August 20th – A late afternoon ride to keep the legs moving after a tiring morning at work. I spun around Chasewater, then headed down through Burntwood to get some stuff from Waitrose in Lichfield. On the way, I passed the former old people’s home Greenwood House, near Swan Island. Empty and decaying, this modern, well loved facility was closed by Lichfield Council as part of their hated ‘Changing Lives’ project, created solely to farm social responsibility onto the third sector and offload all those expensive vulnerable people into the community. This building has been empty for over two years now. An utter waste. Welcome to the social state in the UK in 2011. Utterly bankrupt, both financially and morally.

August 19th – there are lots of hidden architectural gems if you take time to look around you. That’s one of the reasons I love to ride a bike: it gives you the time, space and connection to spot these things. This lovely, noble row of handsome, four-square terraces is in Green Lane, Shelfield, and I love them. Gorgeous houses.

August 18th – Continuing this week’s Darlaton exploration (I’m working near here), I’m determined to show that this is a beautiful, complex and historic place. It’s easy to dismiss the Black Country as grimy, dirty and without aesthetic or cultural merit. That is wrong, very wrong. This is the top end of town, near the church and the beautiful and haunting war memorial. If you showed anyone from outside our area this picture, they’d never guess where it was taken. We don’t appreciate our area enough.

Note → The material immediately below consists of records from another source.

//! Binlog position checkpoints.

use anyhow::Result;
use binlog_core::StreamPosition;
use chrono::{DateTime, Utc};
use serde::{Deserialize, Serialize};

/// A resumable `(file, position)` pair with the time it was taken.
#[derive(Debug, Clone, Serialize, Deserialize, PartialEq)]
pub struct BinlogCheckpoint {
    pub file: String,
    pub position: u64,
    /// Timestamp when checkpoint was created
    pub timestamp: DateTime<Utc>,
}

impl BinlogCheckpoint {
    pub fn new(position: &StreamPosition) -> Self {
        Self {
            file: position.file.clone(),
            position: position.offset,
            timestamp: Utc::now(),
        }
    }

    pub fn stream_position(&self) -> StreamPosition {
        StreamPosition::new(self.file.clone(), self.position)
    }
}

impl ::checkpoint::Checkpoint for BinlogCheckpoint {
    const KIND: &'static str = "mysql-binlog";

    fn to_cli_string(&self) -> String {
        format!("{}:{}", self.file, self.position)
    }

    fn from_cli_string(s: &str) -> Result<Self> {
        let (file, position) = s.rsplit_once(':').ok_or_else(|| {
            anyhow::anyhow!("Invalid binlog checkpoint: expected 'file:position', got '{s}'")
        })?;
        if file.is_empty() {
            anyhow::bail!("Invalid binlog checkpoint: empty file name in '{s}'");
        }
        let position = position.parse::<u64>().map_err(|e| {
            anyhow::anyhow!("Invalid binlog checkpoint: bad position in '{s}': {e}")
        })?;

        Ok(Self {
            file: file.to_string(),
            position,
            timestamp: Utc::now(),
        })
    }
}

August 17th – as I returned home that evening, I noticed that Green Lane in Walsall Wood was blocked by the farmer moving large trailers of fresh, sweet-scented bales of hay. This activity must have been going on here at this time of year for several centuries, only the automation and vehicles have changed. It reminded me of the advancing of the season, and of the fact that although I live in an urban area, I’m never far from the countryside.

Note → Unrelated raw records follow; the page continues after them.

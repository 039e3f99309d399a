//! MySQL type handling for binlog-core types.
//!
//! This crate turns the raw row buffers of ROW-format binlog events into
//! logical values and renders those values back as MySQL literals.
//!
//! # Structure
//!
//! - `decode`: Row buffer → `RowChange` list, driven by a `TableDescriptor`
//! - `decimal`, `temporal`, `json`: Packed encodings of individual column types
//! - `literal`: `Value` → SQL literal, identifier quoting
//! - `zone`: Local or fixed-offset rendering of instants
//! - `schema`: INFORMATION_SCHEMA column type helpers
//!
//! # Example
//!
//! ```rust,ignore
//! use mysql_types::{decode_rows, DecodeOptions, sql_literal};
//!
//! let changes = decode_rows(&rows_event, &descriptor, &DecodeOptions::default())?;
//! let literal = sql_literal(&Value::Text("it's".into()));
//! assert_eq!(literal, r"'it\'s'");
//! ```

pub mod decimal;
pub mod decode;
pub mod json;
pub mod literal;
pub mod reader;
pub mod schema;
pub mod temporal;
pub mod zone;

pub use decode::{decode_rows, DecodeError, DecodeOptions};
pub use literal::{escape_string, quote_identifier, qualified_table_name, sql_literal};
pub use reader::RowReader;
pub use schema::{catalog_column_labels, catalog_column_is_unsigned};
pub use zone::DisplayZone;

August 16th – Darlaston has some fantastic architecture. This industrial town between Wednesbury, Willenhall and Walsall was built in the heat of the industrial revolution on it’s drop forging and fastener trades. Both have now all but gone, with huge swathes of wasteland left behind, but hidden in nondescript rows of terraces and in quiet suburban streets are examples of buildings so wonderful they’d grace the likes of Cheltenham. This fine example is on the Walsall Road, just outside the town centre. I just love the circular tower and complex roofline. The ornamentation in the stonework is also gorgeous.

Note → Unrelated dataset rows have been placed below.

//! The pull interface shared by every event source.

use crate::error::PreconditionError;
use crate::event::ChangeEvent;
use async_trait::async_trait;
use std::collections::VecDeque;
use std::time::Duration;
use thiserror::Error;

/// Result of a single pull.
#[derive(Debug, Clone, PartialEq, Eq)]
pub enum Pulled {
    Event(ChangeEvent),
    /// The deadline passed without an event
    Timeout,
    /// The file ended or the server closed the stream
    EndOfStream,
}

/// Error raised by a source while streaming.
#[derive(Debug, Error)]
pub enum SourceError {
    #[error("connection error: {0}")]
    Connection(String),
    #[error("malformed event stream: {0}")]
    Malformed(String),
    #[error("I/O error: {0}")]
    Io(#[from] std::io::Error),
    #[error(transparent)]
    Precondition(#[from] PreconditionError),
}

/// A strictly ordered stream of decoded change events.
///
/// A single call shape covers both bounded scans and live tailing: with a
/// deadline the call returns [`Pulled::Timeout`] once it passes, without one
/// it blocks until an event arrives or the source fails.
#[async_trait]
pub trait EventSource: Send {
    /// Get the source type identifier
    fn source_type(&self) -> &'static str;

    /// Pull the next event
    async fn pull(&mut self, deadline: Option<Duration>) -> Result<Pulled, SourceError>;
}

/// An in-memory source that replays a fixed list of events.
///
/// Once the list is drained it reports [`Pulled::EndOfStream`], or
/// [`Pulled::Timeout`] when built with [`MemorySource::idle_after_drain`].
#[derive(Debug, Default)]
pub struct MemorySource {
    events: VecDeque<ChangeEvent>,
    idle_after_drain: bool,
}

impl MemorySource {
    pub fn new(events: impl IntoIterator<Item = ChangeEvent>) -> Self {
        Self {
            events: events.into_iter().collect(),
            idle_after_drain: false,
        }
    }

    /// Report a timeout instead of end-of-stream once drained.
    pub fn idle_after_drain(mut self) -> Self {
        self.idle_after_drain = true;
        self
    }

    pub fn remaining(&self) -> usize {
        self.events.len()
    }
}

#[async_trait]
impl EventSource for MemorySource {
    fn source_type(&self) -> &'static str {
        "memory"
    }

    async fn pull(&mut self, _deadline: Option<Duration>) -> Result<Pulled, SourceError> {
        match self.events.pop_front() {
            Some(event) => Ok(Pulled::Event(event)),
            None if self.idle_after_drain => Ok(Pulled::Timeout),
            None => Ok(Pulled::EndOfStream),
        }
    }
}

August 15th – I passed the sad, rotting hulk of The Wheel In, on Lindon Road, Brownhills this evening. Closed for several years now, this formerly buzzing community local is now quietly rotting, prospective buyers no doubt put off by the rumour spread locally that the building is suffering severe structural problems. I’m not sure if it is or not, but the rumour spread remarkably quickly. Curious.

I doubt this house will ever reopen. A tradgedy.

August 15th – The digital traffic signs, recently installed on the edges of Walsall town centre have been controversial, costly, and rather pointless. Since installation, they’ve either been blank, or displaying such crucial messages as ‘Tiredness kills – Take a break’. Today, with a major fire in central Walsall, they got chance to display vital road closure information, which made no difference whatsoever to the traffic, which was gridlocked at rush hour. It doesn’t help that several of the message displays – like this one on the edge of The Butts – are situated at a point where it’s virtually impossible to take any preventative measures to avoid the problem. Design in action.

August 14th – This bizarrely happy-looking former church, at Bodymoor Heath, near Kingsbury has now been converted into a house. It has a very striking, slightly mad appearance. I must have passed this building more than forty times, but I’ve never noticed it’s unsettling, almost human expression before. Well weird, not sure I could live in a place that odd.

August 13th – Bracket fungus, in this case Birch Polypore, are a common sight in woodlands and scrub around the common at this time of year. They don’t seem to die as quickly as other fungi and often acquire a sheen of algae and detritus as they age. They regenerate by scattering spores from their undersides as animals and the wind come into contact with them. I think there’s three generations here.